This album from French Satanist bastards DIAMATREGON (third in order as the title suggests), a second cloak of expression for the occluded minds behind ALUK TODOLO (or was it the other way around?), is in many ways an ordinary Black Metal album. But in many ways, it is not.
Indeed a crossroad, where the guitarist met the Devil and got himself the blues, where socio-musical intertextuality comes into play, though introducing fairly little to the blackened genre as a whole. It is still hypnotizing, alluring, beckoning the follower to Something Else, but let’s stick to the mundane. As countrymen PESTE NOIRE and AMESOEURS (both, coincidentally, releasing marvellous albums this year, far succeeding DIAMATREGON in terms of originality but perhaps not in wuality), this is a fusion of harsh and sad Black Metal, jarringly noisy (punk) rock, harmonic pop sensibility, and the Blues. The latter perhaps not in a strictly theoretical sense, but emotionally (the one which counts). A fusion entailed in the Black Metal genre since its inception from VENOM via BURZUM, but only exploding into the limelight during the last couple of years as more and more metalheads – mostly French, mostly this guy known as Niege – stopped feeling embarrassed by their MY BLOODY VALENTINE and SMASHING PUMPKINS albums. But let’s leave the mundane.
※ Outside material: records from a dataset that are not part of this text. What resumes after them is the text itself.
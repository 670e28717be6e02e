//! SVG visualization of a gesture trace.
//!
//! Renders a vertical sequence of annotated panels, one per recorded frame,
//! each showing the element with the crop window drawn over it. Useful for
//! eyeballing a sequence of corrections in docs and bug reports.
//!
//! # Example
//!
//! ```
//! use zencrop::{CropFrame, DragStep, Geometry, Size, svg::GestureTrace};
//!
//! let mut frame = CropFrame::new(
//!     Geometry::new(-100.0, -50.0, 800.0, 400.0),
//!     Size::new(400.0, 300.0),
//! )
//! .unwrap();
//!
//! let mut trace = GestureTrace::new();
//! trace.record("start", &frame);
//! frame.drag(DragStep::new(50.0, 10.0));
//! trace.record("drag", &frame);
//!
//! let svg = trace.render();
//! assert!(svg.starts_with("<svg"));
//! ```

use crate::geometry::{Geometry, Size};
use crate::gesture::CropFrame;

// Layout in SVG user units. Each scene is scaled into a PANEL-sized box.
const PANEL: Size = Size::new(300.0, 200.0);
const SPACING: f64 = 50.0;
const CAPTION_H: f64 = 22.0;
const TOP_PAD: f64 = 30.0;

/// One recorded frame.
#[derive(Clone, Debug, PartialEq)]
struct Snapshot {
    label: String,
    bounds: Size,
    geometry: Geometry,
}

impl Snapshot {
    /// Smallest box holding both the container and the element, as
    /// `(x, y, width, height)` in container coordinates.
    fn scene(&self) -> (f64, f64, f64, f64) {
        let g = &self.geometry;
        let x0 = g.left.min(0.0);
        let y0 = g.top.min(0.0);
        let x1 = g.right().max(self.bounds.width);
        let y1 = g.bottom().max(self.bounds.height);
        (x0, y0, x1 - x0, y1 - y0)
    }

    fn annotation(&self) -> String {
        let g = &self.geometry;
        let mut text = format!("at ({}, {})", fmt_num(g.left), fmt_num(g.top));
        if !g.covers(self.bounds) {
            text.push_str(", exposes container");
        }
        text
    }
}

/// A sequence of frame snapshots to render.
#[derive(Clone, Debug, Default, PartialEq)]
pub struct GestureTrace {
    snapshots: Vec<Snapshot>,
}

impl GestureTrace {
    pub fn new() -> Self {
        Self::default()
    }

    /// Record the current geometry and bounds of `frame`.
    pub fn record(&mut self, label: &str, frame: &CropFrame) {
        self.push(label, frame.bounds(), frame.geometry());
    }

    /// Record an arbitrary geometry, e.g. an uncorrected proposal.
    pub fn push(&mut self, label: &str, bounds: Size, geometry: Geometry) {
        self.snapshots.push(Snapshot {
            label: format!(
                "{label}  {}×{}",
                fmt_num(geometry.width),
                fmt_num(geometry.height)
            ),
            bounds,
            geometry,
        });
    }

    pub fn len(&self) -> usize {
        self.snapshots.len()
    }

    pub fn is_empty(&self) -> bool {
        self.snapshots.is_empty()
    }

    /// Render all snapshots as a complete SVG document.
    pub fn render(&self) -> String {
        render_snapshots(&self.snapshots)
    }
}

/// Uniform factor mapping a scene of `w`×`h` into [`PANEL`].
fn panel_scale(w: f64, h: f64) -> f64 {
    let scene = Size::new(w, h);
    if !scene.is_positive() {
        return 1.0;
    }
    (PANEL.width / w).min(PANEL.height / h)
}

fn render_snapshots(snapshots: &[Snapshot]) -> String {
    if snapshots.is_empty() {
        return String::from(r#"<svg xmlns="http://www.w3.org/2000/svg" width="1" height="1"/>"#);
    }

    let n = snapshots.len() as f64;
    let total_h = 2.0 * TOP_PAD + n * (CAPTION_H + PANEL.height) + (n - 1.0) * SPACING;
    let total_w = PANEL.width + 2.0 * SPACING;

    let mut svg = String::with_capacity(4096);

    svg.push_str(&format!(
        r#"<svg xmlns="http://www.w3.org/2000/svg" width="{}" height="{}" viewBox="0 0 {} {}">"#,
        total_w as u32, total_h as u32, total_w, total_h
    ));
    svg.push('\n');

    // Colors follow prefers-color-scheme.
    svg.push_str(
        r##"<style>
  text { font-family: "Consolas", "DejaVu Sans Mono", "Courier New", monospace; }
  .label { font-size: 13px; font-weight: bold; fill: #333; }
  .annotation { font-size: 11px; fill: #666; }
  .scene { fill: #e8e8e8; stroke: #999; stroke-width: 1; }
  .element { fill: #6ba3d6; stroke: #2c6faa; stroke-width: 1.5; }
  .window { fill: #ffffff; fill-opacity: 0.35; stroke: #d9534f; stroke-width: 2; stroke-dasharray: 5,3; }
  .arrow { stroke: #666; stroke-width: 1.5; fill: none; marker-end: url(#arrowhead); }
  .arrowhead { fill: #666; }
  @media (prefers-color-scheme: dark) {
    .label { fill: #e0e0e0; }
    .annotation { fill: #aaa; }
    .scene { fill: #2d2d2d; stroke: #555; }
    .element { fill: #3a72a4; stroke: #5a9fd4; }
    .window { fill: #000000; stroke: #e57373; }
    .arrow { stroke: #888; }
    .arrowhead { fill: #888; }
  }
</style>
"##,
    );

    svg.push_str(
        r##"<defs>
  <marker id="arrowhead" markerWidth="8" markerHeight="6" refX="8" refY="3" orient="auto">
    <polygon points="0 0, 8 3, 0 6" class="arrowhead"/>
  </marker>
</defs>
"##,
    );

    let mut y = TOP_PAD;
    let center_x = total_w / 2.0;

    for (i, snap) in snapshots.iter().enumerate() {
        svg.push_str(&format!(
            r#"<text x="{}" y="{}" class="label" text-anchor="middle">{}</text>"#,
            center_x,
            y + 14.0,
            xml_text(&snap.label)
        ));
        svg.push('\n');
        y += CAPTION_H;

        let (sx, sy, sw, sh) = snap.scene();
        let scale = panel_scale(sw, sh);
        let (pw, ph) = (sw * scale, sh * scale);
        let panel_x = center_x - pw / 2.0;
        let panel_y = y;
        // Container coordinates → panel coordinates.
        let px = |x: f64| panel_x + (x - sx) * scale;
        let py = |y: f64| panel_y + (y - sy) * scale;

        svg.push_str(&format!(
            r#"<rect x="{:.1}" y="{:.1}" width="{:.1}" height="{:.1}" class="scene" rx="2"/>"#,
            panel_x, panel_y, pw, ph
        ));
        svg.push('\n');

        let g = &snap.geometry;
        svg.push_str(&format!(
            r#"<rect x="{:.1}" y="{:.1}" width="{:.1}" height="{:.1}" class="element" rx="1"/>"#,
            px(g.left),
            py(g.top),
            g.width * scale,
            g.height * scale
        ));
        svg.push('\n');

        svg.push_str(&format!(
            r#"<rect x="{:.1}" y="{:.1}" width="{:.1}" height="{:.1}" class="window"/>"#,
            px(0.0),
            py(0.0),
            snap.bounds.width * scale,
            snap.bounds.height * scale
        ));
        svg.push('\n');

        svg.push_str(&format!(
            r#"<text x="{}" y="{:.1}" class="annotation" text-anchor="middle">{}</text>"#,
            center_x,
            panel_y + ph + 14.0,
            xml_text(&snap.annotation())
        ));
        svg.push('\n');

        y += PANEL.height;

        if i < snapshots.len() - 1 {
            let arrow_top = y + 8.0;
            let arrow_bot = y + SPACING - 8.0;
            svg.push_str(&format!(
                r#"<line x1="{}" y1="{:.1}" x2="{}" y2="{:.1}" class="arrow"/>"#,
                center_x, arrow_top, center_x, arrow_bot
            ));
            svg.push('\n');
            y += SPACING;
        }
    }

    svg.push_str("</svg>\n");
    svg
}

/// Whole numbers print without a fraction, others with one decimal.
fn fmt_num(v: f64) -> String {
    if v.fract() == 0.0 {
        format!("{v:.0}")
    } else {
        format!("{v:.1}")
    }
}

fn xml_text(s: &str) -> String {
    let mut out = String::with_capacity(s.len());
    for c in s.chars() {
        match c {
            '&' => out.push_str("&amp;"),
            '<' => out.push_str("&lt;"),
            '>' => out.push_str("&gt;"),
            '"' => out.push_str("&quot;"),
            _ => out.push(c),
        }
    }
    out
}

#[cfg(test)]
mod tests {
    use super::*;
    use crate::gesture::DragStep;

    const BOUNDS: Size = Size::new(400.0, 300.0);

    fn frame() -> CropFrame {
        CropFrame::new(Geometry::new(-100.0, -50.0, 800.0, 400.0), BOUNDS).unwrap()
    }

    #[test]
    fn empty_trace_is_minimal_document() {
        let svg = GestureTrace::new().render();
        assert!(svg.starts_with("<svg"));
        assert!(svg.ends_with("/>"));
    }

    #[test]
    fn one_panel_per_snapshot() {
        let mut f = frame();
        let mut trace = GestureTrace::new();
        trace.record("start", &f);
        f.drag(DragStep::new(-500.0, -200.0));
        trace.record("drag", &f);
        assert_eq!(trace.len(), 2);

        let svg = trace.render();
        assert_eq!(svg.matches(r#"class="element""#).count(), 2);
        assert_eq!(svg.matches(r#"class="window""#).count(), 2);
        // One arrow between two panels.
        assert_eq!(svg.matches(r#"class="arrow""#).count(), 1);
        assert!(svg.contains("start  800×400"));
        assert!(svg.contains("at (-400, -100)"));
    }

    #[test]
    fn uncorrected_proposal_is_flagged() {
        let mut trace = GestureTrace::new();
        trace.push("proposed", BOUNDS, Geometry::new(50.0, 10.0, 800.0, 400.0));
        let svg = trace.render();
        assert!(svg.contains("exposes container"));
    }

    #[test]
    fn scene_spans_element_and_window() {
        let snap = Snapshot {
            label: String::new(),
            bounds: BOUNDS,
            geometry: Geometry::new(50.0, -20.0, 800.0, 400.0),
        };
        assert_eq!(snap.scene(), (0.0, -20.0, 850.0, 400.0));
    }

    #[test]
    fn scene_scaled_into_panel() {
        // 800×400 is width-bound, 200×400 is height-bound.
        assert_eq!(panel_scale(800.0, 400.0), 0.375);
        assert_eq!(panel_scale(200.0, 400.0), 0.5);
        assert_eq!(panel_scale(0.0, 400.0), 1.0);
    }

    #[test]
    fn labels_are_escaped() {
        let mut trace = GestureTrace::new();
        trace.record("a<b & \"c\"", &frame());
        let svg = trace.render();
        assert!(svg.contains("a&lt;b &amp; &quot;c&quot;"));
    }

    #[test]
    fn svg_is_balanced() {
        let mut f = frame();
        let mut trace = GestureTrace::new();
        for step in [(10.0, 10.0), (-250.0, -30.0), (-900.0, -900.0)] {
            f.drag(DragStep::new(step.0, step.1));
            trace.record("drag", &f);
        }
        let svg = trace.render();
        assert_eq!(svg.matches("<svg").count(), 1);
        assert_eq!(svg.matches("</svg>").count(), 1);
        assert_eq!(svg.matches("<text").count(), svg.matches("</text>").count());
        assert_eq!(svg.matches("<style>").count(), 1);
    }
}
DIAMATREGON lurks like a decrepit ghost haunting a forlorn garage. Riffs nearly symphonic in their layered simplicity paint haunted castles, then suddenly halts into a feedback drone frenzy with the drums and distorted-beyond-sense bass kraut-plummeting their way. Comparing with what I remember from earlier DIAMATREGON releases – they have been inactive since 2003 – their new musical influences (made obvious in ALUK TODOLO) makes this band quite some justice. The vocals – a chapter in themselves – shift from proud and tortured anguish to Gollum-like retarded gargling, not many steps closer to the spiritual asylum FURZE spits his gibberish from, like something wriggling on the floor, spewing its black hate at your feet, chewing on your calves. Or that’s the impression I get, at least.
Crossroad is filled with beautiful artefacts hidden under barrages of noisome junk for the listener to exhume and revel in (though the production is clear, it’s still harsh, but not sharp cutting harsh, it’s a rather comfortable thing to listen to, not too comfortable but you get the point, it’s not dimmu borgir). Labyrinthine. Hard to know what is front and back; the songs have no exit, but exists in their own self-contained semantic units, intuitively elaborated. No order, no reason, only emotion and bile. Coughed up bitter sentimentality. Ugly, sharp, distorted, yet very appealing. Madness shallowly hidden under a thin veneer, deranged murmurs echoing in the mind and in dreary alleys lurking in the corners of your eyes. Channelling insanity.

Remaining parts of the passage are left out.